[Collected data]
----

//! Embedded per-language segmentation rules

mod loader;
mod types;

pub use loader::{get_language_config, list_available_languages, parse_language_config};
pub use types::{
    AbbreviationConfig, EnclosureConfig, EnclosurePair, LanguageConfig,
    MetadataConfig, TerminatorConfig,
};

----

- DIRECTIONS FOR THIS TASK -
Your answer must be every record above, repeated exactly.

- ANSWER TO THE EXERCISE -
//! Embedded per-language segmentation rules

mod loader;
mod types;

pub use loader::{get_language_config, list_available_languages, parse_language_config};
pub use types::{
    AbbreviationConfig, EnclosureConfig, EnclosurePair, LanguageConfig,
    MetadataConfig, TerminatorConfig,
};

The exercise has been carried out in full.